*What to produce*.
A single stretch of the material below is to be transcribed exactly, starting at the line with "let result = api.exists(&path).await;" and ending after the line with "pub fn spawn(api: Arc<dyn".
□ □ □
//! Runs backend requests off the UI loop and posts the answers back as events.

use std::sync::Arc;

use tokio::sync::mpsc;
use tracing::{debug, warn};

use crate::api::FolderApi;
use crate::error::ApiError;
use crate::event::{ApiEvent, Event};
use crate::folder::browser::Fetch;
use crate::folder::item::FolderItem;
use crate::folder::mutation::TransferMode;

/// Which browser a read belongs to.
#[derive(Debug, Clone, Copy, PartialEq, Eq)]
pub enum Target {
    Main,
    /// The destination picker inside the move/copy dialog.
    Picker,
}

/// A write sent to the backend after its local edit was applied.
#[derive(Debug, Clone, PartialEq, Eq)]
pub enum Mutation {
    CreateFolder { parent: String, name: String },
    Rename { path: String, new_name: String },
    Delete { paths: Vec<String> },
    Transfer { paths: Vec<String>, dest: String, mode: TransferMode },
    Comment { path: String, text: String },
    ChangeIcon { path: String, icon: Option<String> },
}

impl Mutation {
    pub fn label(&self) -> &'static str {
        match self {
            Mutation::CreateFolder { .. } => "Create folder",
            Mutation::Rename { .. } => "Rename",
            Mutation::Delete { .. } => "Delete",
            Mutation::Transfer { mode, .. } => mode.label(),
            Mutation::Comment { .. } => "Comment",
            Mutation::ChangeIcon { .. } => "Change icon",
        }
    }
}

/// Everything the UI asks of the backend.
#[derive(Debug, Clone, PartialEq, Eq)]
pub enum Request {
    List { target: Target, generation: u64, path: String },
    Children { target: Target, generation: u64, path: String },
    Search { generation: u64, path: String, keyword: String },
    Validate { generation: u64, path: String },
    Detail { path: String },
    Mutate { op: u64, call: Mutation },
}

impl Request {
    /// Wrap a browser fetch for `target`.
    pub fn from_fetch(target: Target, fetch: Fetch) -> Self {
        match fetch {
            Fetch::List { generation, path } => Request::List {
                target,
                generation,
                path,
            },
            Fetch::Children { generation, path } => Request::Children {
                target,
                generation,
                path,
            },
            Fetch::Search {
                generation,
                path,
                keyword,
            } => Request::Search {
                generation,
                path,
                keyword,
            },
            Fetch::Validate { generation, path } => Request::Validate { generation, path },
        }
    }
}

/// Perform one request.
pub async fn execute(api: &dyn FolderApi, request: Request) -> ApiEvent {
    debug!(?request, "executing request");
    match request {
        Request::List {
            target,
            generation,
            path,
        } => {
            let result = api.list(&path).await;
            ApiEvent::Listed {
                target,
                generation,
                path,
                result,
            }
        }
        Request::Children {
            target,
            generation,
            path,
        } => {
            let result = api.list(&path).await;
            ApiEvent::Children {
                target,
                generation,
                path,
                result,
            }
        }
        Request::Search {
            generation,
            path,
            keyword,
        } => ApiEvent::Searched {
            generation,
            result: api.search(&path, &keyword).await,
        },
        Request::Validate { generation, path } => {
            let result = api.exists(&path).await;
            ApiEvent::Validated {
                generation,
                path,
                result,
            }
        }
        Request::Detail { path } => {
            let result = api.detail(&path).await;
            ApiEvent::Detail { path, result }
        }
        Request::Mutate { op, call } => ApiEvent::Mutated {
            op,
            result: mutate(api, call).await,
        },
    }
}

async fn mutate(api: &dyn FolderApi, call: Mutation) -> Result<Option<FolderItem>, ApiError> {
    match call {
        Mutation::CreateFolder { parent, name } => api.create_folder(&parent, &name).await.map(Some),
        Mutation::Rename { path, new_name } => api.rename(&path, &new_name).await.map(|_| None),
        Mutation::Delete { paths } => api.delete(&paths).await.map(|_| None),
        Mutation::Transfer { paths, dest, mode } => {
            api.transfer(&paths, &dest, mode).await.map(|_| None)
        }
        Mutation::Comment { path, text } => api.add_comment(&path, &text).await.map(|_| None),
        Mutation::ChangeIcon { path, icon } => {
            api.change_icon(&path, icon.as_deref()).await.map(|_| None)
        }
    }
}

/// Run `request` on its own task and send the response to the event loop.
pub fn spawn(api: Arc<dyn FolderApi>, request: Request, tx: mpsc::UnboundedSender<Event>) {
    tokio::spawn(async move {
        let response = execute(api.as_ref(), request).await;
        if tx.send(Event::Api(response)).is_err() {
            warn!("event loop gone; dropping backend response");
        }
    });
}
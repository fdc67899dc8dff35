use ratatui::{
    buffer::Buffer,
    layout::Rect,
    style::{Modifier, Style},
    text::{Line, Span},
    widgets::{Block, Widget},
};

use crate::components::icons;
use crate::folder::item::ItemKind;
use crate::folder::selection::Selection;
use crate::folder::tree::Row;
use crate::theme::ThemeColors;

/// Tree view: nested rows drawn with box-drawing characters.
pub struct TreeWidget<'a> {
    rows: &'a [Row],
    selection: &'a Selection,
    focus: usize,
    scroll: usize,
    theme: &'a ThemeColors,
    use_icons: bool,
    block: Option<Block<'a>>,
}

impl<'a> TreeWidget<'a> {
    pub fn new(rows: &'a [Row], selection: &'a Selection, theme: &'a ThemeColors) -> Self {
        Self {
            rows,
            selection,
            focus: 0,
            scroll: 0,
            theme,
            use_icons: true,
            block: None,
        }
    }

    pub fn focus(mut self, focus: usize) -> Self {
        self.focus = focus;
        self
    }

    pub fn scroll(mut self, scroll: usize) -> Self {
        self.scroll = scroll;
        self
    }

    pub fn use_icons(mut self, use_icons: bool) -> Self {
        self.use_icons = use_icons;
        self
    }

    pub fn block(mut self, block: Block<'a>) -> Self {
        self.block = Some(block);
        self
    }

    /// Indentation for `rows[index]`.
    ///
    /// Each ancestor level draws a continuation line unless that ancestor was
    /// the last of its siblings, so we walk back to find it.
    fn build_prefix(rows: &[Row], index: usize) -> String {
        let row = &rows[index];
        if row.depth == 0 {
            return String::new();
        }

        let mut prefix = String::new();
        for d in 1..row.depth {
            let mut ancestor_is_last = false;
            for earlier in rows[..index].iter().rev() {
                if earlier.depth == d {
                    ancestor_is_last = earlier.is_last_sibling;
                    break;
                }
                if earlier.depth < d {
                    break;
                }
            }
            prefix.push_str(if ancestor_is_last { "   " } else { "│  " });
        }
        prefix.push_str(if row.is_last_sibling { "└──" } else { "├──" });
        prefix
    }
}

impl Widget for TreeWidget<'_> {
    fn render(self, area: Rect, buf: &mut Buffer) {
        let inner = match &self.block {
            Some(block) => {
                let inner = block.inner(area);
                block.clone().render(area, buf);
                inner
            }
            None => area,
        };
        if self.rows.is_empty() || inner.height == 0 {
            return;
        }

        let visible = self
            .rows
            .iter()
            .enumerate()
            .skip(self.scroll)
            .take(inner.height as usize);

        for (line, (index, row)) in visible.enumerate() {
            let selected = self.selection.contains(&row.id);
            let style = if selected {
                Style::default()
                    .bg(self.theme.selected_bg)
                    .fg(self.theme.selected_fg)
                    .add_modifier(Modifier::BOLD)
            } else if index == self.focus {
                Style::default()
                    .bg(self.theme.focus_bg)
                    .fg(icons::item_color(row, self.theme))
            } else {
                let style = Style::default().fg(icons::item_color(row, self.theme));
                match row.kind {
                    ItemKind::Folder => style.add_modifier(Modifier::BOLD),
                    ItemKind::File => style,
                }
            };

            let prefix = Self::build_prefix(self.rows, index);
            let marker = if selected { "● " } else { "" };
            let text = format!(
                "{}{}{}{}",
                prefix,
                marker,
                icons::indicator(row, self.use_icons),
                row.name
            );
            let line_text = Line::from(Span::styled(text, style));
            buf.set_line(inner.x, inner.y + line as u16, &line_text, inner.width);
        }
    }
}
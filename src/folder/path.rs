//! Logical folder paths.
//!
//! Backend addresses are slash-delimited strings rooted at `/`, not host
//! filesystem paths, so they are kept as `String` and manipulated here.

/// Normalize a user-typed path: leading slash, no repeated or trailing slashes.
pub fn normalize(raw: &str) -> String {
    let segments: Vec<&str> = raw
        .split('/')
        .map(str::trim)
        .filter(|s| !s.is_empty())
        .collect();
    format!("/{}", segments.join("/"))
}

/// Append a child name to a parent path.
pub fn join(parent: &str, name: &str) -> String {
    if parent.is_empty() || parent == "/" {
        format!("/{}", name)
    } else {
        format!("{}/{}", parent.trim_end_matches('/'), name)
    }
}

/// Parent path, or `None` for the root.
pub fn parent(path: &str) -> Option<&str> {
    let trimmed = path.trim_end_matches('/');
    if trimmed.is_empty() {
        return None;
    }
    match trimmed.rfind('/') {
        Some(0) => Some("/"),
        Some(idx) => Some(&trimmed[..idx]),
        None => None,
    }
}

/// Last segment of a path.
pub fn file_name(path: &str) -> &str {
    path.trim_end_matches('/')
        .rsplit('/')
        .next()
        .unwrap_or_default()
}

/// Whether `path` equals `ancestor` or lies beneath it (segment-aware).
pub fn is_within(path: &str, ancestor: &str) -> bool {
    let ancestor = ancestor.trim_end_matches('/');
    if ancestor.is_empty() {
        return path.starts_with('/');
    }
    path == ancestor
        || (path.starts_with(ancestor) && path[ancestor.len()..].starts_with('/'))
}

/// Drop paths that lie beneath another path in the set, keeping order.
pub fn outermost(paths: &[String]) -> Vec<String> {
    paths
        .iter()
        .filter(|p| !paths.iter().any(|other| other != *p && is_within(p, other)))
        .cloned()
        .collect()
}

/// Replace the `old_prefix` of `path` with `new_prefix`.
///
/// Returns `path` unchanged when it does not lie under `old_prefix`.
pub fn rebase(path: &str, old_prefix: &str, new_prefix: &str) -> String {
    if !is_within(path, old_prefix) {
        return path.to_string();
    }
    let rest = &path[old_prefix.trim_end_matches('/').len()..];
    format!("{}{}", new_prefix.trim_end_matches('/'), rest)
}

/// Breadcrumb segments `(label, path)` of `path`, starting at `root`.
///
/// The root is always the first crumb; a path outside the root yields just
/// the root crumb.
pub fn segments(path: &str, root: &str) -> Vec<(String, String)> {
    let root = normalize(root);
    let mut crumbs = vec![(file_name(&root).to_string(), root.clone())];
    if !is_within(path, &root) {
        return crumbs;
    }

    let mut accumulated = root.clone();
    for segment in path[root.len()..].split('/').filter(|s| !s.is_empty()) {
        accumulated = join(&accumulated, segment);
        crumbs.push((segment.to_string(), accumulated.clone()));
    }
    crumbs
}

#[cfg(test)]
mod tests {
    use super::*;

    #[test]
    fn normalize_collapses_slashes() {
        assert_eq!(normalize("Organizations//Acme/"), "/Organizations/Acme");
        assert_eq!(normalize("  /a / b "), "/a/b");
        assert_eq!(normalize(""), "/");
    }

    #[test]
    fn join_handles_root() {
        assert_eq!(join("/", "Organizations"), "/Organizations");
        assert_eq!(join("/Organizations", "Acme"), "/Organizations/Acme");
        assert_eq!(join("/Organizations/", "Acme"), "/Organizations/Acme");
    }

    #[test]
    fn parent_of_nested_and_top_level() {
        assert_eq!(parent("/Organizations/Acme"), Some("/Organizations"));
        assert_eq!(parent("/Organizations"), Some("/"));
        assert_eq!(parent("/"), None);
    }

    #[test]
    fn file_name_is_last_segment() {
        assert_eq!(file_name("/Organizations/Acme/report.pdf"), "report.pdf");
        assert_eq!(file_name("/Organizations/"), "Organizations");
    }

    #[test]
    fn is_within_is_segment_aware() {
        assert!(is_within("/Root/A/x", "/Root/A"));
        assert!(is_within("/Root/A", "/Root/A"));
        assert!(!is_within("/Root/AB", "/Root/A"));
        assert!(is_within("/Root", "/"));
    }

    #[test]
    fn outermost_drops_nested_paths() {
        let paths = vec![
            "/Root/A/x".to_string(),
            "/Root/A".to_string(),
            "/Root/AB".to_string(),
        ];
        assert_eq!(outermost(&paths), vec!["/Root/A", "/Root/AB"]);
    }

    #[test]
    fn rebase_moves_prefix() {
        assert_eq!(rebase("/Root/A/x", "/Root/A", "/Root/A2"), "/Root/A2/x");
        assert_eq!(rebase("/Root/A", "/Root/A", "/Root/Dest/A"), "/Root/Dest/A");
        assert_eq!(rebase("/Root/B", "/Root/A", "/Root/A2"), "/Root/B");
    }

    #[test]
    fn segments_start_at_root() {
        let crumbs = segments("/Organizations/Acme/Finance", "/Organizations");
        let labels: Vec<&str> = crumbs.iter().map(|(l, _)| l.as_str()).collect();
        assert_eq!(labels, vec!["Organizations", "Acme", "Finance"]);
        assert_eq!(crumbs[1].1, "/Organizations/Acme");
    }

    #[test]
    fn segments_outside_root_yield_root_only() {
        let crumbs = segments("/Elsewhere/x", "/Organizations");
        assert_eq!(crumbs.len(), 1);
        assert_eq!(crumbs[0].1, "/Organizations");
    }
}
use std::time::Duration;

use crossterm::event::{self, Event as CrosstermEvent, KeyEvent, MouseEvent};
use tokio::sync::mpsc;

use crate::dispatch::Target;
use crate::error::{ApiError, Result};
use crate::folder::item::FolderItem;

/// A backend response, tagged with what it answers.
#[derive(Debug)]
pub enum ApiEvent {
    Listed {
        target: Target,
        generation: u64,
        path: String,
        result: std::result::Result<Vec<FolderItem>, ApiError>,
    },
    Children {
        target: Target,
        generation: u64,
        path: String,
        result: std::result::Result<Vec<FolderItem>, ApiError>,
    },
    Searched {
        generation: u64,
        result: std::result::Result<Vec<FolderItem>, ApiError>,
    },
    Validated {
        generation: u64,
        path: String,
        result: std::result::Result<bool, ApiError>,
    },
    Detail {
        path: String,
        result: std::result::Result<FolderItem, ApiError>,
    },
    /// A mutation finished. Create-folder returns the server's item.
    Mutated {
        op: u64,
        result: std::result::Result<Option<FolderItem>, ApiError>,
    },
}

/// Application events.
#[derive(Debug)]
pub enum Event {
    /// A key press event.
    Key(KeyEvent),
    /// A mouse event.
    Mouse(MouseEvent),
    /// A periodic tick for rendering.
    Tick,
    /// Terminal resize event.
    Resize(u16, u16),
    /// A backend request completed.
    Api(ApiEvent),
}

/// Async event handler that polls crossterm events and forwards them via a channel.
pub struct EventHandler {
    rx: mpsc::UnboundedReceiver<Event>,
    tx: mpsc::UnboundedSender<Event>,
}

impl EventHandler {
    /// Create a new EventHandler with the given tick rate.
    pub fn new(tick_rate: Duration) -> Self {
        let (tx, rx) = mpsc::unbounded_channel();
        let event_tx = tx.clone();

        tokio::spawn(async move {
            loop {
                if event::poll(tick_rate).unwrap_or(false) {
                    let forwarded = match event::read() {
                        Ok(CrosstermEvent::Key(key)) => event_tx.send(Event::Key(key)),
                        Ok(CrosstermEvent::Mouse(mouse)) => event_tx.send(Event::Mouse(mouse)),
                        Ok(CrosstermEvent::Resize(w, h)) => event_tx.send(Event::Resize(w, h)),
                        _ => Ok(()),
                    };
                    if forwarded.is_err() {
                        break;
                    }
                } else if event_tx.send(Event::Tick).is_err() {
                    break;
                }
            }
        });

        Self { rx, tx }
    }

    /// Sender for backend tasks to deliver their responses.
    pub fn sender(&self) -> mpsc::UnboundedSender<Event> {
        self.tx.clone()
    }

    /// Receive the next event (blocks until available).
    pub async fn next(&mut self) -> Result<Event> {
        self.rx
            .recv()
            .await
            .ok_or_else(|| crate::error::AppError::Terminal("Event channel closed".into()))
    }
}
□ □ □
*Problem solution*.
            let result = api.exists(&path).await;
            ApiEvent::Validated {
                generation,
                path,
                result,
            }
        }
        Request::Detail { path } => {
            let result = api.detail(&path).await;
            ApiEvent::Detail { path, result }
        }
        Request::Mutate { op, call } => ApiEvent::Mutated {
            op,
            result: mutate(api, call).await,
        },
    }
}

async fn mutate(api: &dyn FolderApi, call: Mutation) -> Result<Option<FolderItem>, ApiError> {
    match call {
        Mutation::CreateFolder { parent, name } => api.create_folder(&parent, &name).await.map(Some),
        Mutation::Rename { path, new_name } => api.rename(&path, &new_name).await.map(|_| None),
        Mutation::Delete { paths } => api.delete(&paths).await.map(|_| None),
        Mutation::Transfer { paths, dest, mode } => {
            api.transfer(&paths, &dest, mode).await.map(|_| None)
        }
        Mutation::Comment { path, text } => api.add_comment(&path, &text).await.map(|_| None),
        Mutation::ChangeIcon { path, icon } => {
            api.change_icon(&path, icon.as_deref()).await.map(|_| None)
        }
    }
}

/// Run `request` on its own task and send the response to the event loop.
pub fn spawn(api: Arc<dyn FolderApi>, request: Request, tx: mpsc::UnboundedSender<Event>) {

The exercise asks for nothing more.